Your goal: Return the entries in full, exactly as written.

Stored items:
== Segment start ==
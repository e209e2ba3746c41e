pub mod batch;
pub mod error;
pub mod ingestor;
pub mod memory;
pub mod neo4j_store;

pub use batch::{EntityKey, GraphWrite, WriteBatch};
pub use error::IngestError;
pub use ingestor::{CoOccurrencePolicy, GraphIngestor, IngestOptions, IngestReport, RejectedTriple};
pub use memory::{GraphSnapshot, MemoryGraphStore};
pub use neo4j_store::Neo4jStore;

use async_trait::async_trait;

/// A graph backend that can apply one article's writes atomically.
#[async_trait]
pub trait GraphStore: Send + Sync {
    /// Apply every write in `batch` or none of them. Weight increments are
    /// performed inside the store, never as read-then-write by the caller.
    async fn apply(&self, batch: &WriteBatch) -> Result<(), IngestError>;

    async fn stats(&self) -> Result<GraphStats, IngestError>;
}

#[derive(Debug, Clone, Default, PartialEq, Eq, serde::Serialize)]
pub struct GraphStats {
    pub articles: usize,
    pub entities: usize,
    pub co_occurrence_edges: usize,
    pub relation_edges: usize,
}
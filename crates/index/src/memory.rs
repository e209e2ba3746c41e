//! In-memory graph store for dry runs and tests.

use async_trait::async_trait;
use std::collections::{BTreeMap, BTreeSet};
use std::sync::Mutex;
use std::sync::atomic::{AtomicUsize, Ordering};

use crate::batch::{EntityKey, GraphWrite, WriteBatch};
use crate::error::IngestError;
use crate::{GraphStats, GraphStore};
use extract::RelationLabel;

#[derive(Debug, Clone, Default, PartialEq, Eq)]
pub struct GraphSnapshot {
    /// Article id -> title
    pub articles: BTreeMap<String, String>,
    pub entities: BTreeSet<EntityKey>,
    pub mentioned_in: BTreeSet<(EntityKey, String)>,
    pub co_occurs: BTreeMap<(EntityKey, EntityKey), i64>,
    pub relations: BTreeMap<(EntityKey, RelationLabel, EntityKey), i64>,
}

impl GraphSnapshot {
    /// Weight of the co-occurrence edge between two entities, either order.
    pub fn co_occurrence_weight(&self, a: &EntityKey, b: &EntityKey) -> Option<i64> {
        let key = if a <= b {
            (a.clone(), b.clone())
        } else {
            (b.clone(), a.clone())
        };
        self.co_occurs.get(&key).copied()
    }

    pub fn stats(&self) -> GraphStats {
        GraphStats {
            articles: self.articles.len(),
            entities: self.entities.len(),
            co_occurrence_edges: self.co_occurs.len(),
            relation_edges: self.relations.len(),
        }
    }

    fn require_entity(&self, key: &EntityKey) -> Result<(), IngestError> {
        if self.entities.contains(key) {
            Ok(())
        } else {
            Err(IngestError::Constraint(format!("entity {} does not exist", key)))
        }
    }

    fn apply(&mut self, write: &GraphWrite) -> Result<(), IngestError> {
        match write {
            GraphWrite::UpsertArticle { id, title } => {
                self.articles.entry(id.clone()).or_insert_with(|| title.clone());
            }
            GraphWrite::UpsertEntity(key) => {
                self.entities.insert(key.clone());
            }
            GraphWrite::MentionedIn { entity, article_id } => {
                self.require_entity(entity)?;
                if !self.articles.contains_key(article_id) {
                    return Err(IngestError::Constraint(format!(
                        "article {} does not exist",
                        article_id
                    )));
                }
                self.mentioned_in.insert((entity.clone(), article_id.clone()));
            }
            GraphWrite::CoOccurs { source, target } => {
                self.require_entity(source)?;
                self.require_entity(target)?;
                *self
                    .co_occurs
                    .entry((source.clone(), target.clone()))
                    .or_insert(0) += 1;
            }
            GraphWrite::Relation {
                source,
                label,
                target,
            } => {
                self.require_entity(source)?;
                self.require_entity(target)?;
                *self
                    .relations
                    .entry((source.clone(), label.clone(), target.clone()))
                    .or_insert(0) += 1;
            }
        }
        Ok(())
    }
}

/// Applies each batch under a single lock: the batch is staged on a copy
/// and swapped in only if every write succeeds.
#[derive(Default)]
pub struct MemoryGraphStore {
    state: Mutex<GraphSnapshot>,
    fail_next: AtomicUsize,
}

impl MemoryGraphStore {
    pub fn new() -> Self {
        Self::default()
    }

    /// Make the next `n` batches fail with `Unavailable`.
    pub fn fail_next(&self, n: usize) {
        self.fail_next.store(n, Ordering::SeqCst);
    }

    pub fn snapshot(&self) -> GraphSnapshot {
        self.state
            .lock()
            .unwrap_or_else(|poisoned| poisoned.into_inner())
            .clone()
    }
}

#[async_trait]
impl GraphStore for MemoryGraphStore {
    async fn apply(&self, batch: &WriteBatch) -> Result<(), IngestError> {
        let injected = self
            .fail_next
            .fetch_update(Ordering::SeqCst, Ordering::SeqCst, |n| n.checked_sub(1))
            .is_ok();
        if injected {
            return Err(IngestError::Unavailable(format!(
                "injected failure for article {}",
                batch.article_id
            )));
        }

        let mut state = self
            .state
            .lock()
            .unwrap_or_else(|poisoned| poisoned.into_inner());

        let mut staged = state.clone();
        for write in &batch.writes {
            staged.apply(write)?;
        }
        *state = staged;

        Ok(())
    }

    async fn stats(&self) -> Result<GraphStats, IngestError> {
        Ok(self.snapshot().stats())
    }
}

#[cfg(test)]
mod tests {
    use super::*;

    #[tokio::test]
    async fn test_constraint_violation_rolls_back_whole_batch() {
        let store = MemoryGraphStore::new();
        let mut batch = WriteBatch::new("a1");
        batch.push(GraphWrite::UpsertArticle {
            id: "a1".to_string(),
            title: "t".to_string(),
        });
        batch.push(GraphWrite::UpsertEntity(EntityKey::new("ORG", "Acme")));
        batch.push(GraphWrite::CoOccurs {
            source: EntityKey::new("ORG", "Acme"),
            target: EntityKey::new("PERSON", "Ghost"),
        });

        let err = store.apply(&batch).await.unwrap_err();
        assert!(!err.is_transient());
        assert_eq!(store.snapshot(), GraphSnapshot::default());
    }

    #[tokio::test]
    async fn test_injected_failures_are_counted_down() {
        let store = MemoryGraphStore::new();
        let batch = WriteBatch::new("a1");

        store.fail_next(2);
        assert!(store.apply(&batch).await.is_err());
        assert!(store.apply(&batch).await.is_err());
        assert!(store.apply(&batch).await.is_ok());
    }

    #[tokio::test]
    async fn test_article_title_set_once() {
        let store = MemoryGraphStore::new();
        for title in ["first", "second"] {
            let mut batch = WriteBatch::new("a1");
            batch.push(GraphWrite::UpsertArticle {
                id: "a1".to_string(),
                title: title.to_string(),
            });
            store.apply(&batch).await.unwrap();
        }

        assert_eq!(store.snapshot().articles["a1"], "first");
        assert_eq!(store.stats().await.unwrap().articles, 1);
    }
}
== Segment end ==
Finished task:
repository e209e2ba3746c41e
pub mod batch;
pub mod error;
pub mod ingestor;
pub mod memory;
pub mod neo4j_store;

pub use batch::{EntityKey, GraphWrite, WriteBatch};
pub use error::IngestError;
pub use ingestor::{CoOccurrencePolicy, GraphIngestor, IngestOptions, IngestReport, RejectedTriple};
pub use memory::{GraphSnapshot, MemoryGraphStore};
pub use neo4j_store::Neo4jStore;

use async_trait::async_trait;

/// A graph backend that can apply one article's writes atomically.
#[async_trait]
pub trait GraphStore: Send + Sync {
    /// Apply every write in `batch` or none of them. Weight increments are
    /// performed inside the store, never as read-then-write by the caller.
    async fn apply(&self, batch: &WriteBatch) -> Result<(), IngestError>;

    async fn stats(&self) -> Result<GraphStats, IngestError>;
}

#[derive(Debug, Clone, Default, PartialEq, Eq, serde::Serialize)]
pub struct GraphStats {
    pub articles: usize,
    pub entities: usize,
    pub co_occurrence_edges: usize,
    pub relation_edges: usize,
}
filename crates/index/src/memory.rs
repository e209e2ba3746c41e
//! In-memory graph store for dry runs and tests.

use async_trait::async_trait;
use std::collections::{BTreeMap, BTreeSet};
use std::sync::Mutex;
use std::sync::atomic::{AtomicUsize, Ordering};

use crate::batch::{EntityKey, GraphWrite, WriteBatch};
use crate::error::IngestError;
use crate::{GraphStats, GraphStore};
use extract::RelationLabel;

#[derive(Debug, Clone, Default, PartialEq, Eq)]
pub struct GraphSnapshot {
    /// Article id -> title
    pub articles: BTreeMap<String, String>,
    pub entities: BTreeSet<EntityKey>,
    pub mentioned_in: BTreeSet<(EntityKey, String)>,
    pub co_occurs: BTreeMap<(EntityKey, EntityKey), i64>,
    pub relations: BTreeMap<(EntityKey, RelationLabel, EntityKey), i64>,
}

impl GraphSnapshot {
    /// Weight of the co-occurrence edge between two entities, either order.
    pub fn co_occurrence_weight(&self, a: &EntityKey, b: &EntityKey) -> Option<i64> {
        let key = if a <= b {
            (a.clone(), b.clone())
        } else {
            (b.clone(), a.clone())
        };
        self.co_occurs.get(&key).copied()
    }

    pub fn stats(&self) -> GraphStats {
        GraphStats {
            articles: self.articles.len(),
            entities: self.entities.len(),
            co_occurrence_edges: self.co_occurs.len(),
            relation_edges: self.relations.len(),
        }
    }

    fn require_entity(&self, key: &EntityKey) -> Result<(), IngestError> {
        if self.entities.contains(key) {
            Ok(())
        } else {
            Err(IngestError::Constraint(format!("entity {} does not exist", key)))
        }
    }

    fn apply(&mut self, write: &GraphWrite) -> Result<(), IngestError> {
        match write {
            GraphWrite::UpsertArticle { id, title } => {
                self.articles.entry(id.clone()).or_insert_with(|| title.clone());
            }
            GraphWrite::UpsertEntity(key) => {
                self.entities.insert(key.clone());
            }
            GraphWrite::MentionedIn { entity, article_id } => {
                self.require_entity(entity)?;
                if !self.articles.contains_key(article_id) {
                    return Err(IngestError::Constraint(format!(
                        "article {} does not exist",
                        article_id
                    )));
                }
                self.mentioned_in.insert((entity.clone(), article_id.clone()));
            }
            GraphWrite::CoOccurs { source, target } => {
                self.require_entity(source)?;
                self.require_entity(target)?;
                *self
                    .co_occurs
                    .entry((source.clone(), target.clone()))
                    .or_insert(0) += 1;
            }
            GraphWrite::Relation {
                source,
                label,
                target,
            } => {
                self.require_entity(source)?;
                self.require_entity(target)?;
                *self
                    .relations
                    .entry((source.clone(), label.clone(), target.clone()))
                    .or_insert(0) += 1;
            }
        }
        Ok(())
    }
}

/// Applies each batch under a single lock: the batch is staged on a copy
/// and swapped in only if every write succeeds.
#[derive(Default)]
pub struct MemoryGraphStore {
    state: Mutex<GraphSnapshot>,
    fail_next: AtomicUsize,
}

impl MemoryGraphStore {
    pub fn new() -> Self {
        Self::default()
    }

    /// Make the next `n` batches fail with `Unavailable`.
    pub fn fail_next(&self, n: usize) {
        self.fail_next.store(n, Ordering::SeqCst);
    }

    pub fn snapshot(&self) -> GraphSnapshot {
        self.state
            .lock()
            .unwrap_or_else(|poisoned| poisoned.into_inner())
            .clone()
    }
}

#[async_trait]
impl GraphStore for MemoryGraphStore {
    async fn apply(&self, batch: &WriteBatch) -> Result<(), IngestError> {
        let injected = self
            .fail_next
            .fetch_update(Ordering::SeqCst, Ordering::SeqCst, |n| n.checked_sub(1))
            .is_ok();
        if injected {
            return Err(IngestError::Unavailable(format!(
                "injected failure for article {}",
                batch.article_id
            )));
        }

        let mut state = self
            .state
            .lock()
            .unwrap_or_else(|poisoned| poisoned.into_inner());

        let mut staged = state.clone();
        for write in &batch.writes {
            staged.apply(write)?;
        }
        *state = staged;

        Ok(())
    }

    async fn stats(&self) -> Result<GraphStats, IngestError> {
        Ok(self.snapshot().stats())
    }
}

#[cfg(test)]
mod tests {
    use super::*;

    #[tokio::test]
    async fn test_constraint_violation_rolls_back_whole_batch() {
        let store = MemoryGraphStore::new();
        let mut batch = WriteBatch::new("a1");
        batch.push(GraphWrite::UpsertArticle {
            id: "a1".to_string(),
            title: "t".to_string(),
        });
        batch.push(GraphWrite::UpsertEntity(EntityKey::new("ORG", "Acme")));
        batch.push(GraphWrite::CoOccurs {
            source: EntityKey::new("ORG", "Acme"),
            target: EntityKey::new("PERSON", "Ghost"),
        });

        let err = store.apply(&batch).await.unwrap_err();
        assert!(!err.is_transient());
        assert_eq!(store.snapshot(), GraphSnapshot::default());
    }

    #[tokio::test]
    async fn test_injected_failures_are_counted_down() {
        let store = MemoryGraphStore::new();
        let batch = WriteBatch::new("a1");

        store.fail_next(2);
        assert!(store.apply(&batch).await.is_err());
        assert!(store.apply(&batch).await.is_err());
        assert!(store.apply(&batch).await.is_ok());
    }

    #[tokio::test]
    async fn test_article_title_set_once() {
        let store = MemoryGraphStore::new();
        for title in ["first", "second"] {
            let mut batch = WriteBatch::new("a1");
            batch.push(GraphWrite::UpsertArticle {
                id: "a1".to_string(),
                title: title.to_string(),
            });
            store.apply(&batch).await.unwrap();
        }

        assert_eq!(store.snapshot().articles["a1"], "first");
        assert_eq!(store.stats().await.unwrap().articles, 1);
    }
}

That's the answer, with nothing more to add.